Problem statement: Beneath this line is the data. Output exactly the lines from the line with "so far before" to the line with "stream still holds.", both ends included, and nothing more.

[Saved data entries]
################

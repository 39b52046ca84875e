//! # Krunch-FFI: C-ABI metrics facade
//!
//! Wraps each whole-file codec operation with wall-clock timers and
//! file-size probes, filling a fixed-layout [`KrunchMetrics`] record for
//! foreign callers (the desktop frontend consumes the library exclusively
//! through this boundary).
//!
//! Error detail travels two ways: the display string of the failure is
//! copied into the record's `error_message` field and into a thread-local
//! last-error slot readable through [`krunch_last_error`]. Panics never
//! cross the boundary; they are caught and reported like any other failure.

#![warn(missing_docs)]
#![warn(clippy::all)]

use krunch_core::fsio;
use krunch_core::traits::FileCodec;
use krunch_huffman::HuffmanCodec;
use krunch_lzw::LzwCodec;
use krunch_rle::RleCodec;
use std::cell::RefCell;
use std::ffi::{CStr, c_char, c_int};
use std::panic::{self, AssertUnwindSafe};
use std::path::Path;
use std::time::Instant;

/// Capacity of the error-message buffers, terminator included.
pub const ERROR_MESSAGE_LEN: usize = 256;

/// Algorithm selector: Run-Length Encoding.
pub const ALGORITHM_RLE: c_int = 0;
/// Algorithm selector: Huffman coding.
pub const ALGORITHM_HUFFMAN: c_int = 1;
/// Algorithm selector: LZW.
pub const ALGORITHM_LZW: c_int = 2;

/// Fixed-layout record filled by the compress/decompress wrappers.
#[repr(C)]
pub struct KrunchMetrics {
    /// Uncompressed size in bytes.
    pub original_size_bytes: u64,
    /// Compressed size in bytes.
    pub compressed_size_bytes: u64,
    /// `(compressed / original) * 100`.
    pub compression_ratio: f64,
    /// Wall-clock compression time in milliseconds.
    pub compression_time_ms: f64,
    /// Wall-clock decompression time in milliseconds.
    pub decompression_time_ms: f64,
    /// Megabytes per second; 0 for zero-time operations.
    pub compression_speed_mbps: f64,
    /// Megabytes per second; 0 for zero-time operations.
    pub decompression_speed_mbps: f64,
    /// 1 on success, 0 on failure.
    pub success: i32,
    /// NUL-terminated failure description; empty on success.
    pub error_message: [c_char; ERROR_MESSAGE_LEN],
}

impl KrunchMetrics {
    fn zeroed() -> Self {
        Self {
            original_size_bytes: 0,
            compressed_size_bytes: 0,
            compression_ratio: 0.0,
            compression_time_ms: 0.0,
            decompression_time_ms: 0.0,
            compression_speed_mbps: 0.0,
            decompression_speed_mbps: 0.0,
            success: 0,
            error_message: [0; ERROR_MESSAGE_LEN],
        }
    }
}

thread_local! {
    static LAST_ERROR: RefCell<[c_char; ERROR_MESSAGE_LEN]> =
        const { RefCell::new([0; ERROR_MESSAGE_LEN]) };
}

/// Copy `message` into a fixed C buffer, truncating and NUL-terminating.
fn copy_message(buffer: &mut [c_char; ERROR_MESSAGE_LEN], message: &str) {
    let bytes = message.as_bytes();
    let len = bytes.len().min(ERROR_MESSAGE_LEN - 1);
    for (dst, &src) in buffer.iter_mut().zip(&bytes[..len]) {
        *dst = src as c_char;
    }
    buffer[len] = 0;
}

fn set_last_error(message: &str) {
    LAST_ERROR.with(|slot| copy_message(&mut slot.borrow_mut(), message));
}

/// Record a failure in both the metrics record and the last-error slot.
fn fail(metrics: &mut KrunchMetrics, message: &str) -> c_int {
    metrics.success = 0;
    copy_message(&mut metrics.error_message, message);
    set_last_error(message);
    0
}

fn speed_mbps(bytes: u64, time_ms: f64) -> f64 {
    if time_ms <= 0.0 {
        return 0.0;
    }
    let megabytes = bytes as f64 / (1024.0 * 1024.0);
    megabytes / (time_ms / 1000.0)
}

fn codec_for(algorithm: c_int) -> Option<&'static dyn FileCodec> {
    match algorithm {
        ALGORITHM_RLE => Some(&RleCodec),
        ALGORITHM_HUFFMAN => Some(&HuffmanCodec),
        ALGORITHM_LZW => Some(&LzwCodec),
        _ => None,
    }
}

/// # Safety
/// `ptr` must be null or point to a NUL-terminated string.
unsafe fn path_from(ptr: *const c_char) -> Option<&'static Path> {
    if ptr.is_null() {
        return None;
    }
    unsafe { CStr::from_ptr(ptr) }
        .to_str()
        .ok()
        .map(Path::new)
}

/// Compress `input_path` into `output_path` and fill `metrics`.
///
/// Returns 1 on success, 0 on failure.
///
/// # Safety
///
/// `input_path` and `output_path` must be NUL-terminated UTF-8 strings and
/// `metrics` must point to writable memory of the record's size.
#[unsafe(no_mangle)]
pub unsafe extern "C" fn krunch_compress_file(
    algorithm: c_int,
    input_path: *const c_char,
    output_path: *const c_char,
    metrics: *mut KrunchMetrics,
) -> c_int {
    if metrics.is_null() {
        set_last_error("invalid parameters");
        return 0;
    }
    let metrics = unsafe { &mut *metrics };
    *metrics = KrunchMetrics::zeroed();

    let (Some(input), Some(output)) =
        (unsafe { path_from(input_path) }, unsafe { path_from(output_path) })
    else {
        return fail(metrics, "invalid parameters");
    };
    let Some(codec) = codec_for(algorithm) else {
        return fail(metrics, "invalid algorithm");
    };

    metrics.original_size_bytes = fsio::file_size(input);
    if metrics.original_size_bytes == 0 && !fsio::file_exists(input) {
        return fail(metrics, "input file does not exist");
    }

    let start = Instant::now();
    let result = panic::catch_unwind(AssertUnwindSafe(|| codec.compress(input, output)));
    metrics.compression_time_ms = start.elapsed().as_secs_f64() * 1000.0;

    match result {
        Ok(Ok(())) => {
            metrics.compressed_size_bytes = fsio::file_size(output);
            if metrics.original_size_bytes > 0 {
                metrics.compression_ratio = metrics.compressed_size_bytes as f64
                    / metrics.original_size_bytes as f64
                    * 100.0;
            }
            metrics.compression_speed_mbps =
                speed_mbps(metrics.original_size_bytes, metrics.compression_time_ms);
            metrics.success = 1;
            1
        }
        Ok(Err(err)) => fail(metrics, &err.to_string()),
        Err(_) => fail(metrics, "unexpected panic during compression"),
    }
}

/// Decompress `input_path` into `output_path` and fill `metrics`.
///
/// Returns 1 on success, 0 on failure.
///
/// # Safety
///
/// Same contract as [`krunch_compress_file`].
#[unsafe(no_mangle)]
pub unsafe extern "C" fn krunch_decompress_file(
    algorithm: c_int,
    input_path: *const c_char,
    output_path: *const c_char,
    metrics: *mut KrunchMetrics,
) -> c_int {
    if metrics.is_null() {
        set_last_error("invalid parameters");
        return 0;
    }
    let metrics = unsafe { &mut *metrics };
    *metrics = KrunchMetrics::zeroed();

    let (Some(input), Some(output)) =
        (unsafe { path_from(input_path) }, unsafe { path_from(output_path) })
    else {
        return fail(metrics, "invalid parameters");
    };
    let Some(codec) = codec_for(algorithm) else {
        return fail(metrics, "invalid algorithm");
    };

    metrics.compressed_size_bytes = fsio::file_size(input);
    if metrics.compressed_size_bytes == 0 && !fsio::file_exists(input) {
        return fail(metrics, "input file does not exist");
    }

    let start = Instant::now();
    let result = panic::catch_unwind(AssertUnwindSafe(|| codec.decompress(input, output)));
    metrics.decompression_time_ms = start.elapsed().as_secs_f64() * 1000.0;

    match result {
        Ok(Ok(())) => {
            metrics.original_size_bytes = fsio::file_size(output);
            if metrics.original_size_bytes > 0 {
                metrics.compression_ratio = metrics.compressed_size_bytes as f64
                    / metrics.original_size_bytes as f64
                    * 100.0;
            }
            metrics.decompression_speed_mbps =
                speed_mbps(metrics.original_size_bytes, metrics.decompression_time_ms);
            metrics.success = 1;
            1
        }
        Ok(Err(err)) => fail(metrics, &err.to_string()),
        Err(_) => fail(metrics, "unexpected panic during decompression"),
    }
}

/// Write the size of `path` into `size`.
///
/// Returns 1 when the file exists, 0 otherwise.
///
/// # Safety
///
/// `path` must be a NUL-terminated string; `size` must be writable.
#[unsafe(no_mangle)]
pub unsafe extern "C" fn krunch_file_size(path: *const c_char, size: *mut u64) -> c_int {
    if size.is_null() {
        set_last_error("invalid parameters");
        return 0;
    }
    let Some(path) = (unsafe { path_from(path) }) else {
        set_last_error("invalid parameters");
        return 0;
    };
    let file_size = fsio::file_size(path);
    unsafe { *size = file_size };
    i32::from(file_size > 0 || fsio::file_exists(path))
}

/// Static display name for an algorithm selector.
#[unsafe(no_mangle)]
pub extern "C" fn krunch_algorithm_name(algorithm: c_int) -> *const c_char {
    let name: &'static [u8] = match algorithm {
        ALGORITHM_RLE => b"Run-Length Encoding\0",
        ALGORITHM_HUFFMAN => b"Huffman Coding\0",
        ALGORITHM_LZW => b"LZW\0",
        _ => b"Unknown\0",
    };
    name.as_ptr() as *const c_char
}

/// Pointer to this thread's last error message.
///
/// The buffer lives for the thread's lifetime and is overwritten by the next
/// failing call on the same thread.
#[unsafe(no_mangle)]
pub extern "C" fn krunch_last_error() -> *const c_char {
    LAST_ERROR.with(|slot| slot.borrow().as_ptr())
}
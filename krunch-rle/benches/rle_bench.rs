//! RLE throughput benchmarks.

use criterion::{BenchmarkId, Criterion, Throughput, criterion_group, criterion_main};
use std::hint::black_box;

/// Long runs: the format's best case.
fn runs(size: usize) -> Vec<u8> {
    let mut data = Vec::with_capacity(size);
    let mut byte = 0u8;
    while data.len() < size {
        let run = ((data.len() / 97) % 200 + 8).min(size - data.len());
        data.extend(std::iter::repeat_n(byte, run));
        byte = byte.wrapping_add(1);
    }
    data
}

/// No runs at all: every byte becomes a pair.
fn distinct(size: usize) -> Vec<u8> {
    (0..size).map(|i| (i % 251) as u8).collect()
}

fn bench_rle(c: &mut Criterion) {
    let mut group = c.benchmark_group("rle");
    let size = 256 * 1024;

    for (name, data) in [("runs", runs(size)), ("distinct", distinct(size))] {
        group.throughput(Throughput::Bytes(size as u64));
        group.bench_with_input(BenchmarkId::new("compress", name), &data, |b, data| {
            b.iter(|| black_box(krunch_rle::compress(black_box(data))));
        });

        let compressed = krunch_rle::compress(&data);
        group.throughput(Throughput::Bytes(size as u64));
        group.bench_with_input(
            BenchmarkId::new("decompress", name),
            &compressed,
            |b, compressed| {
                b.iter(|| black_box(krunch_rle::decompress(black_box(compressed)).unwrap()));
            },
        );
    }

    group.finish();
}

criterion_group!(benches, bench_rle);
criterion_main!(benches);
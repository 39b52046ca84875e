//! Filesystem probes shared by the codecs, the CLI, and the metrics facade.

use std::path::Path;

/// True when `path` names an existing filesystem entry.
pub fn file_exists(path: &Path) -> bool {
    path.exists()
}

/// Size of the file at `path` in bytes, or 0 when it cannot be determined.
///
/// The metrics facade folds missing files into a zero size; callers that need
/// to distinguish the two cases should pair this with [`file_exists`].
pub fn file_size(path: &Path) -> u64 {
    std::fs::metadata(path).map(|m| m.len()).unwrap_or(0)
}

#[cfg(test)]
mod tests {
    use super::*;

    #[test]
    fn test_missing_file() {
        let path = Path::new("definitely/not/a/real/path.bin");
        assert!(!file_exists(path));
        assert_eq!(file_size(path), 0);
    }

    #[test]
    fn test_existing_file() {
        let dir = std::env::temp_dir().join("krunch-core-fsio-test");
        std::fs::create_dir_all(&dir).unwrap();
        let path = dir.join("probe.bin");
        std::fs::write(&path, b"12345").unwrap();
        assert!(file_exists(&path));
        assert_eq!(file_size(&path), 5);
        std::fs::remove_file(&path).unwrap();
    }
}
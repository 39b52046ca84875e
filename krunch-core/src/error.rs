//! Error types for Krunch operations.
//!
//! The taxonomy distinguishes container-format violations (bad data on disk)
//! from bit-stream preconditions (bugs or severed streams) and plain I/O
//! failures. Codec crates construct these through the helper constructors so
//! the messages stay uniform across algorithms.

use std::io;
use thiserror::Error;

/// A decoded file violates its container contract.
#[derive(Debug, Error)]
pub enum FormatError {
    /// RLE input whose size is not a multiple of two.
    #[error("truncated run: compressed size {size} is not a multiple of two")]
    TruncatedRun {
        /// Size of the offending file in bytes.
        size: u64,
    },

    /// A fixed header field is missing or cut short.
    #[error("truncated header: {message}")]
    TruncatedHeader {
        /// Description of the missing field.
        message: String,
    },

    /// The serialized Huffman tree is shorter than its declared bit count.
    #[error("truncated tree: need {needed} bits, have {available}")]
    TruncatedTree {
        /// Bits the tree declared.
        needed: u64,
        /// Bits actually present.
        available: u64,
    },

    /// The payload cannot produce the declared output.
    #[error("corrupt payload: {message}")]
    CorruptPayload {
        /// Description of the inconsistency.
        message: String,
    },

    /// An LZW code outside the dictionary and not the self-reference case.
    #[error("invalid code {code} at bit position {position}")]
    InvalidCode {
        /// The offending code word.
        code: u16,
        /// Bit position at which it was read.
        position: u64,
    },

    /// An LZW stream ended before a stop code was observed.
    ///
    /// Recoverable: the decoder delivers the bytes produced so far before
    /// reporting this.
    #[error("stream ended without a stop code after {decoded} decoded bytes")]
    MissingStop {
        /// Bytes decoded before the stream ran dry.
        decoded: u64,
    },
}

/// A bit-stream precondition was violated.
#[derive(Debug, Error)]
pub enum EncodingError {
    /// `write_bits` was asked for more bits than a code word can hold.
    #[error("bit field too wide: {width} bits (maximum is 32)")]
    BitFieldTooWide {
        /// The requested width.
        width: u8,
    },

    /// `read_bits` was asked for more bits than the stream still holds.
    #[error("unexpected end of stream at bit position {position}")]
    UnexpectedEndOfStream {
        /// Bit position at which the shortfall was detected.
        position: u64,
    },
}

/// The main error type for Krunch operations.
#[derive(Debug, Error)]
pub enum KrunchError {
    /// I/O error from the underlying filesystem.
    #[error("I/O error: {0}")]
    Io(#[from] io::Error),

    /// Container-format violation.
    #[error(transparent)]
    Format(#[from] FormatError),

    /// Bit-stream precondition violation.
    #[error(transparent)]
    Encoding(#[from] EncodingError),

    /// A Huffman tree was requested for an empty frequency table.
    ///
    /// Distinct from compressing an empty file, which succeeds with a zero
    /// original-size header.
    #[error("input produced no symbol frequencies")]
    EmptyInput,
}

/// Result type alias for Krunch operations.
pub type Result<T> = std::result::Result<T, KrunchError>;

impl KrunchError {
    /// Create a truncated-run error.
    pub fn truncated_run(size: u64) -> Self {
        FormatError::TruncatedRun { size }.into()
    }

    /// Create a truncated-header error.
    pub fn truncated_header(message: impl Into<String>) -> Self {
        FormatError::TruncatedHeader {
            message: message.into(),
        }
        .into()
    }

    /// Create a truncated-tree error.
    pub fn truncated_tree(needed: u64, available: u64) -> Self {
        FormatError::TruncatedTree { needed, available }.into()
    }

    /// Create a corrupt-payload error.
    pub fn corrupt_payload(message: impl Into<String>) -> Self {
        FormatError::CorruptPayload {
            message: message.into(),
        }
        .into()
    }

    /// Create an invalid-code error.
    pub fn invalid_code(code: u16, position: u64) -> Self {
        FormatError::InvalidCode { code, position }.into()
    }

    /// Create a missing-stop error.
    pub fn missing_stop(decoded: u64) -> Self {
        FormatError::MissingStop { decoded }.into()
    }
}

################

Exercise result:
    /// Recoverable: the decoder delivers the bytes produced so far before
    /// reporting this.
    #[error("stream ended without a stop code after {decoded} decoded bytes")]
    MissingStop {
        /// Bytes decoded before the stream ran dry.
        decoded: u64,
    },
}

/// A bit-stream precondition was violated.
#[derive(Debug, Error)]
pub enum EncodingError {
    /// `write_bits` was asked for more bits than a code word can hold.
    #[error("bit field too wide: {width} bits (maximum is 32)")]
    BitFieldTooWide {
        /// The requested width.
        width: u8,
    },

    /// `read_bits` was asked for more bits than the stream still holds.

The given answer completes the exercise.